There's a lot of subjectivity hidden here. As determined by a doctor? Which
doctor? What criteria? If a 40 year old has debilitating congenital tremors,
but has the "mind of a 30 year old", who gets to accept or reject their age
change request? Their body might not be in "better shape than would be
expected", but it's due to a lifelong condition, not age.

------
mcv
By coincidence I just watched Captain America: The Winter Soldier yesterday
(on Disney+), where he mentions he's 95.

Changing your actual age is obviously a silly idea, but instead of making age
less dependent on when you are born, it makes more sense to legislate less on
this number and instead make the categories, or phases of life, we want to
identify by this number more explicit. Once we've done that, we can make it
easier to legally put people in a different category without messing with when
they were born or turning age into a meaningless number.

------
Konnstann
The article uses a bunch of examples like cryopreservation and whiskey to
erroneously state that biological age doesn't matter, completely forgetting
that A: that technology doesn't exist, and B: humans don't stop aging.
Besides, don't people refer to whiskey as "aged 21 years" not "21 years old"?
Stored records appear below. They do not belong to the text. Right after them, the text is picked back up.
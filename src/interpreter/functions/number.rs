use num_bigint::BigUint;
use num_traits::ToPrimitive;

use crate::{
    error::EvalError,
    interpreter::{evaluator::EvalContext, value::core::Value},
    util::num::{self, EvalResult},
};

fn nonneg_int(v: &Value, func: &'static str) -> EvalResult<u64> {
    num::f64_to_u64_trunc(v.real_component(), func)
}

/// `BIN(n, k)`: binomial coefficient "n choose k".
#[allow(clippy::cast_precision_loss)]
pub fn bin(_: &mut EvalContext, params: Vec<Value>) -> EvalResult<Value> {
    let n = nonneg_int(&params[0], "BIN")?;
    let k = nonneg_int(&params[1], "BIN")?;
    if k > n {
        return Err(EvalError::InvalidArgument { detail: "BIN requires k <= n".into() });
    }
    let k = k.min(n - k);
    let mut result = 1.0_f64;
    for j in 1..=k {
        result = result * (n - k + j) as f64 / j as f64;
    }
    Ok(Value::Real(result.round()))
}

/// `STIR(n, k)`: Stirling number of the second kind.
#[allow(clippy::cast_precision_loss, clippy::cast_possible_truncation)]
pub fn stir(_: &mut EvalContext, params: Vec<Value>) -> EvalResult<Value> {
    let n = nonneg_int(&params[0], "STIR")? as usize;
    let k = nonneg_int(&params[1], "STIR")? as usize;
    if k > n {
        return Err(EvalError::InvalidArgument { detail: "STIR requires k <= n".into() });
    }
    // S(n, k) = k S(n-1, k) + S(n-1, k-1), one row at a time.
    let mut row = vec![0.0_f64; k + 1];
    row[0] = 1.0;
    for _ in 1..=n {
        for j in (1..=k).rev() {
            row[j] = j as f64 * row[j] + row[j - 1];
        }
        row[0] = 0.0;
    }
    Ok(Value::Real(if n == 0 { 1.0 } else { row[k] }))
}

/// `MERS(p)`: the Mersenne number `2^p - 1`.
pub fn mers(_: &mut EvalContext, params: Vec<Value>) -> EvalResult<Value> {
    Value::Real(2.0).pow(&params[0])?.sub(&Value::Real(1.0))
}

fn gcd_u64(mut a: u64, mut b: u64) -> u64 {
    while b != 0 {
        (a, b) = (b, a % b);
    }
    a
}

/// `GCD(a, b)`: greatest common divisor of the truncated real components.
#[allow(clippy::cast_precision_loss, clippy::cast_sign_loss)]
pub fn gcd(_: &mut EvalContext, params: Vec<Value>) -> EvalResult<Value> {
    let a = num::f64_to_i64_trunc(params[0].real_component())?.unsigned_abs();
    let b = num::f64_to_i64_trunc(params[1].real_component())?.unsigned_abs();
    Ok(Value::Real(gcd_u64(a, b) as f64))
}

/// `LCM(a, b)`: least common multiple of the truncated real components.
#[allow(clippy::cast_precision_loss)]
pub fn lcm(_: &mut EvalContext, params: Vec<Value>) -> EvalResult<Value> {
    let a = num::f64_to_i64_trunc(params[0].real_component())?.unsigned_abs();
    let b = num::f64_to_i64_trunc(params[1].real_component())?.unsigned_abs();
    if a == 0 || b == 0 {
        return Ok(Value::Real(0.0));
    }
    Ok(Value::Real((a / gcd_u64(a, b) * b) as f64))
}

/// `NPR(n)`: smallest prime greater than or equal to `n`.
#[allow(clippy::cast_precision_loss)]
pub fn npr(_: &mut EvalContext, params: Vec<Value>) -> EvalResult<Value> {
    let n = num::f64_to_i64_trunc(params[0].real_component())?;
    if n <= 2 {
        return Ok(Value::Real(2.0));
    }
    let mut candidate = n as u64;
    if candidate % 2 == 0 {
        candidate += 1;
    }
    while !is_prime(candidate) {
        candidate += 2;
    }
    Ok(Value::Real(candidate as f64))
}

fn is_prime(n: u64) -> bool {
    if n < 2 {
        return false;
    }
    if n % 2 == 0 {
        return n == 2;
    }
    let mut d = 3;
    while d * d <= n {
        if n % d == 0 {
            return false;
        }
        d += 2;
    }
    true
}

/// `FIB(n)`: the n-th Fibonacci number, computed iteratively.
pub fn fib(_: &mut EvalContext, params: Vec<Value>) -> EvalResult<Value> {
    let n = nonneg_int(&params[0], "FIB")?;
    let (mut a, mut b) = (0.0_f64, 1.0_f64);
    for _ in 0..n {
        (a, b) = (b, a + b);
    }
    Ok(Value::Real(a))
}

fn hex_digits(v: &Value, func: &'static str) -> EvalResult<String> {
    let n = nonneg_int(v, func)?;
    Ok(format!("{n:x}"))
}

fn from_hex_digits(s: &str) -> EvalResult<Value> {
    let n = BigUint::parse_bytes(s.as_bytes(), 16).ok_or(EvalError::ArgumentOutOfRange)?;
    Ok(Value::Real(n.to_f64().unwrap_or(f64::INFINITY)))
}

/// `NSWP(n)`: reverses the hexadecimal digit string of `n` (nibble swap).
pub fn nswp(_: &mut EvalContext, params: Vec<Value>) -> EvalResult<Value> {
    let digits: String = hex_digits(&params[0], "NSWP")?.chars().rev().collect();
    from_hex_digits(&digits)
}

/// `BSWP(n)`: reverses the bytes of `n`'s hexadecimal representation.
pub fn bswp(_: &mut EvalContext, params: Vec<Value>) -> EvalResult<Value> {
    let small = params[0].real_component() < 256.0;
    let mut digits = hex_digits(&params[0], "BSWP")?;
    while digits.len() % 4 != 0 {
        digits.push('0');
    }
    if small {
        digits.insert_str(0, "00");
    }
    let bytes: Vec<&str> = digits.as_bytes()
                                 .chunks(2)
                                 .map(|pair| std::str::from_utf8(pair).unwrap_or(""))
                                 .collect();
    let swapped: String = bytes.into_iter().rev().collect();
    from_hex_digits(&swapped)
}

/// `BYT(...)`: builds a value from a big-endian sequence of bytes.
pub fn byt(_: &mut EvalContext, params: Vec<Value>) -> EvalResult<Value> {
    let mut result = BigUint::from(0_u64);
    for param in &params {
        let byte = num::f64_to_i64_trunc(param.real_component())?;
        if !(0..=255).contains(&byte) {
            return Err(EvalError::NotAByte);
        }
        result = (result << 8) | BigUint::from(byte.unsigned_abs());
    }
    Ok(Value::Real(result.to_f64().unwrap_or(f64::INFINITY)))
}

#[cfg(test)]
mod tests {
    use super::*;
    use crate::interpreter::evaluator::EvalContext;

    fn ctx() -> EvalContext {
        EvalContext::for_tests()
    }

    #[test]
    fn binomial_coefficients() {
        let v = bin(&mut ctx(), vec![Value::Real(5.0), Value::Real(2.0)]);
        assert_eq!(v, Ok(Value::Real(10.0)));
        assert!(bin(&mut ctx(), vec![Value::Real(2.0), Value::Real(5.0)]).is_err());
    }

    #[test]
    fn stirling_numbers_of_the_second_kind() {
        // S(4, 2) = 7
        let v = stir(&mut ctx(), vec![Value::Real(4.0), Value::Real(2.0)]);
        assert_eq!(v, Ok(Value::Real(7.0)));
    }

    #[test]
    fn next_prime_is_inclusive() {
        assert_eq!(npr(&mut ctx(), vec![Value::Real(7.0)]), Ok(Value::Real(7.0)));
        assert_eq!(npr(&mut ctx(), vec![Value::Real(8.0)]), Ok(Value::Real(11.0)));
    }

    #[test]
    fn byte_sequences_accumulate_big_endian() {
        let v = byt(&mut ctx(), vec![Value::Real(1.0), Value::Real(0.0)]);
        assert_eq!(v, Ok(Value::Real(256.0)));
        assert_eq!(byt(&mut ctx(), vec![Value::Real(300.0)]),
                   Err(EvalError::NotAByte));
    }

    #[test]
    fn nibble_swap_reverses_hex_digits() {
        // 0x1f2 -> 0x2f1
        let v = nswp(&mut ctx(), vec![Value::Real(498.0)]);
        assert_eq!(v, Ok(Value::Real(753.0)));
    }
}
The man with the lawsuit doesn't even have a legitimate argument for changing
his age, why can't he just lie on dating apps like everyone else?

------
sandrobfc
I feel that this is an odd way to deal with the problem. What about trying to
fight age-based discrimination, among many other types of discrimination all-
together? That's what they should be trying to change, not coming up with yet
another way to easily commit frauds in so many different fields.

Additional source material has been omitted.